The circumscription of bacterial species is a complex task. So far, DNA-DNA hybridization (DDH), 16S rRNA gene sequencing, and multiocus sequence typing analysis (MLSA) are currently the preferred techniques for their genetic determination. However, the average nucleotide identity (ANI) analysis of conserved and shared genes between two bacterial strains based on the pair-wise genome comparisons, with support of the tetranucleotide frequency correlation coefficients (TETRA) value, has recently been proposed as a reliable substitute for DDH. The species demarcation boundary has been set to a value of 95-96% of the ANI identity, with further confirmation through the assessment of the corresponding TETRA value. In this study, we performed a genome-wide MLSA of 14 phytopathogenic pseudomonads genomes, and assessed the ANI and TETRA values of 27 genomes, representing seven out of the nine genomospecies of
Pseudomonas
spp. sensu Gardan et alii, and their phylogenetic relationships using maximum likelihood and Bayesian approaches.

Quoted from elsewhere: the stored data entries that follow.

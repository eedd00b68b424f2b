//! Plan, apply, refresh, destroy and import of single resources

use std::sync::Arc;

use serde_json::{Map, Value};

use crate::error::{ProviderError, ProviderResult};
use crate::resource_data::{ResourceData, Timeouts};
use crate::schema::{SchemaMap, diff, merge_computed, prepare_config};
use crate::services::ServiceContext;
use crate::traits::Resource;
use crate::types::{Plan, PlanAction, ResourceMode, ResourceState};

/// Drives resource handlers through their lifecycle.
pub struct LifecycleService {
    ctx: Arc<ServiceContext>,
}

/// Split the `timeouts` block off a raw configuration and apply it to `defaults`.
fn split_timeouts(config: &Map<String, Value>, defaults: Timeouts) -> ProviderResult<(Map<String, Value>, Timeouts)> {
    let mut config = config.clone();
    let mut timeouts = defaults;
    match config.remove("timeouts") {
        None | Some(Value::Null) => {}
        Some(Value::Object(block)) => timeouts.apply_overrides(&block)?,
        Some(other) => {
            return Err(ProviderError::Validation(format!(
                "timeouts: expected a block, got {other}"
            )));
        }
    }
    Ok((config, timeouts))
}

fn prepare(type_name: &str, schema: &SchemaMap, config: &Map<String, Value>) -> ProviderResult<Map<String, Value>> {
    prepare_config(schema, config)
        .map_err(|errors| ProviderError::Validation(format!("{type_name}: {}", errors.join("; "))))
}

fn log_failure(err: &ProviderError) {
    if err.is_expected() {
        log::warn!("{err}");
    } else {
        log::error!("{err}");
    }
}

impl LifecycleService {
    #[must_use]
    pub fn new(ctx: Arc<ServiceContext>) -> Self {
        Self { ctx }
    }

    /// Validate `config` and decide what `apply` has to do.
    pub fn plan(
        &self,
        type_name: &str,
        config: &Map<String, Value>,
        prior: Option<&ResourceState>,
    ) -> ProviderResult<Plan> {
        let resource = self.ctx.registry.resource(type_name)?;
        let schema = resource.schema();
        let (config, timeouts) = split_timeouts(config, resource.timeouts())?;
        let planned = prepare(type_name, &schema, &config)?;

        let Some(prior) = prior else {
            return Ok(Plan {
                action: PlanAction::Create,
                changes: diff(&schema, &Map::new(), &planned),
                planned,
                timeouts,
            });
        };

        let changes = diff(&schema, &prior.attributes, &planned);
        if changes.is_empty() {
            return Ok(Plan {
                action: PlanAction::NoOp,
                changes,
                planned: merge_computed(&schema, &prior.attributes, &planned),
                timeouts,
            });
        }

        let blocked: Vec<&str> = changes
            .iter()
            .map(|c| c.key.as_str())
            .filter(|k| resource.non_updatable_params().contains(k))
            .collect();
        let force_new_enabled = planned.get("enable_force_new").and_then(Value::as_str) == Some("true");
        let action = if !blocked.is_empty() {
            if !force_new_enabled {
                return Err(ProviderError::Plan(format!(
                    "{}: can't change non-updatable parameters [{}]; set enable_force_new = \"true\" to replace the resource",
                    prior.address(),
                    blocked.join(", ")
                )));
            }
            PlanAction::Replace
        } else if changes.iter().any(|c| c.force_new) {
            PlanAction::Replace
        } else {
            PlanAction::Update
        };
        // A replacement starts from the configuration alone; computed values belong to the old object.
        let planned = match action {
            PlanAction::Replace => planned,
            _ => merge_computed(&schema, &prior.attributes, &planned),
        };

        Ok(Plan {
            action,
            changes,
            planned,
            timeouts,
        })
    }

    /// Plan and carry out the change. Returns the new state.
    pub async fn apply(
        &self,
        type_name: &str,
        name: &str,
        config: &Map<String, Value>,
        prior: Option<&ResourceState>,
    ) -> ProviderResult<ResourceState> {
        let plan = self.plan(type_name, config, prior)?;
        self.apply_plan(type_name, name, &plan, prior)
            .await
            .inspect_err(log_failure)
    }

    /// Carry out an existing plan.
    pub async fn apply_plan(
        &self,
        type_name: &str,
        name: &str,
        plan: &Plan,
        prior: Option<&ResourceState>,
    ) -> ProviderResult<ResourceState> {
        let resource = self.ctx.registry.resource(type_name)?;
        log::info!("{type_name}.{name}: {}", plan.action);

        match (plan.action, prior) {
            (PlanAction::NoOp, Some(prior)) => Ok(prior.clone()),
            (PlanAction::Update, Some(prior)) => {
                let mut d = ResourceData::existing(
                    resource.schema(),
                    prior.id.clone(),
                    prior.attributes.clone(),
                    plan.planned.clone(),
                    plan.timeouts,
                );
                resource.update(&self.ctx.config, &mut d).await?;
                self.read_back(resource.as_ref(), name, &mut d).await
            }
            (PlanAction::Replace, Some(prior)) => {
                self.delete_with(resource.as_ref(), prior, plan.timeouts).await?;
                self.create(resource.as_ref(), name, plan).await
            }
            (PlanAction::Create, _) => self.create(resource.as_ref(), name, plan).await,
            (action, None) => Err(ProviderError::Plan(format!(
                "{type_name}.{name}: {action} needs prior state"
            ))),
        }
    }

    async fn create(&self, resource: &dyn Resource, name: &str, plan: &Plan) -> ProviderResult<ResourceState> {
        let mut d = ResourceData::new(resource.schema(), plan.planned.clone(), plan.timeouts);
        resource.create(&self.ctx.config, &mut d).await?;
        if d.id().is_empty() {
            return Err(ProviderError::Plan(format!(
                "{}.{name}: create finished without setting an ID",
                resource.type_name()
            )));
        }
        self.read_back(resource, name, &mut d).await
    }

    async fn read_back(&self, resource: &dyn Resource, name: &str, d: &mut ResourceData) -> ProviderResult<ResourceState> {
        let id = d.id().to_string();
        resource.read(&self.ctx.config, d).await?;
        if d.id().is_empty() {
            return Err(ProviderError::ResourceNotFound(format!(
                "{}.{name} ({id}) disappeared right after it was written",
                resource.type_name()
            )));
        }
        Ok(ResourceState {
            mode: ResourceMode::Managed,
            type_name: resource.type_name().to_string(),
            name: name.to_string(),
            id: d.id().to_string(),
            attributes: d.state(),
        })
    }

    /// Re-read a resource. `None` means it no longer exists.
    pub async fn refresh(&self, state: &ResourceState) -> ProviderResult<Option<ResourceState>> {
        let resource = self.ctx.registry.resource(&state.type_name)?;
        let mut d = ResourceData::existing(
            resource.schema(),
            state.id.clone(),
            state.attributes.clone(),
            state.attributes.clone(),
            resource.timeouts(),
        );
        resource
            .read(&self.ctx.config, &mut d)
            .await
            .inspect_err(log_failure)?;
        if d.id().is_empty() {
            log::warn!("{} is gone", state.address());
            return Ok(None);
        }
        Ok(Some(ResourceState {
            id: d.id().to_string(),
            attributes: d.state(),
            ..state.clone()
        }))
    }

    /// Delete a resource. A resource that is already gone counts as deleted.
    pub async fn destroy(&self, state: &ResourceState) -> ProviderResult<()> {
        let resource = self.ctx.registry.resource(&state.type_name)?;
        log::info!("{}: destroy", state.address());
        self.delete_with(resource.as_ref(), state, resource.timeouts())
            .await
            .inspect_err(log_failure)
    }

    async fn delete_with(&self, resource: &dyn Resource, state: &ResourceState, timeouts: Timeouts) -> ProviderResult<()> {
        let mut d = ResourceData::existing(
            resource.schema(),
            state.id.clone(),
            state.attributes.clone(),
            state.attributes.clone(),
            timeouts,
        );
        match resource.delete(&self.ctx.config, &mut d).await {
            Err(e) if e.is_not_found() => {
                log::warn!("{} was already deleted", state.address());
                Ok(())
            }
            other => other,
        }
    }

    /// Adopt an existing remote object under `type_name.name`.
    pub async fn import(&self, type_name: &str, name: &str, id: &str) -> ProviderResult<ResourceState> {
        let resource = self.ctx.registry.resource(type_name)?;
        let mut d = ResourceData::from_id(resource.schema(), id, resource.timeouts());
        resource.import(&self.ctx.config, &mut d).await?;
        if d.id().is_empty() {
            return Err(ProviderError::ResourceNotFound(format!("{type_name} {id}")));
        }
        let state = self.read_back(resource.as_ref(), name, &mut d).await;
        match state {
            Err(ProviderError::ResourceNotFound(_)) => {
                Err(ProviderError::ResourceNotFound(format!("{type_name} {id}")))
            }
            other => other,
        }
    }

    /// Run a data source query.
    pub async fn read_data_source(
        &self,
        type_name: &str,
        name: &str,
        config: &Map<String, Value>,
    ) -> ProviderResult<ResourceState> {
        let data_source = self.ctx.registry.data_source(type_name)?;
        let schema = data_source.schema();
        let planned = prepare(type_name, &schema, config)?;
        let mut d = ResourceData::new(schema, planned, Timeouts::default());
        data_source
            .read(&self.ctx.config, &mut d)
            .await
            .inspect_err(log_failure)?;
        Ok(ResourceState {
            mode: ResourceMode::Data,
            type_name: type_name.to_string(),
            name: name.to_string(),
            id: d.id().to_string(),
            attributes: d.state(),
        })
    }
}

The results demonstrate the existence of a well demarcated genomic cluster that includes strains classified as P. avellanae, P. syringae pv. theae, P. s. pv. actinidiae and one P. s. pv. morsprunorum strain all belonging to the single species P. avellanae. In addition, when compared with P. avellanae, five strains of P. s. pv. tomato, including the model strain DC3000, and one P. s. pv. lachrymans strain, appear as very closely related to P. avellanae, with ANI values of nearly 96% as confirmed by the TETRA analysis. Conversely, one representative strain, previously classified as P. avellanae and isolated in central Italy, is a genuine member of the P. syringae species complex and can be defined as P. s. pv. avellanae. Currently. The core and pan genomes of P. avellanae species consist of 3,995 and 5,410 putative protein-coding genes, respectively.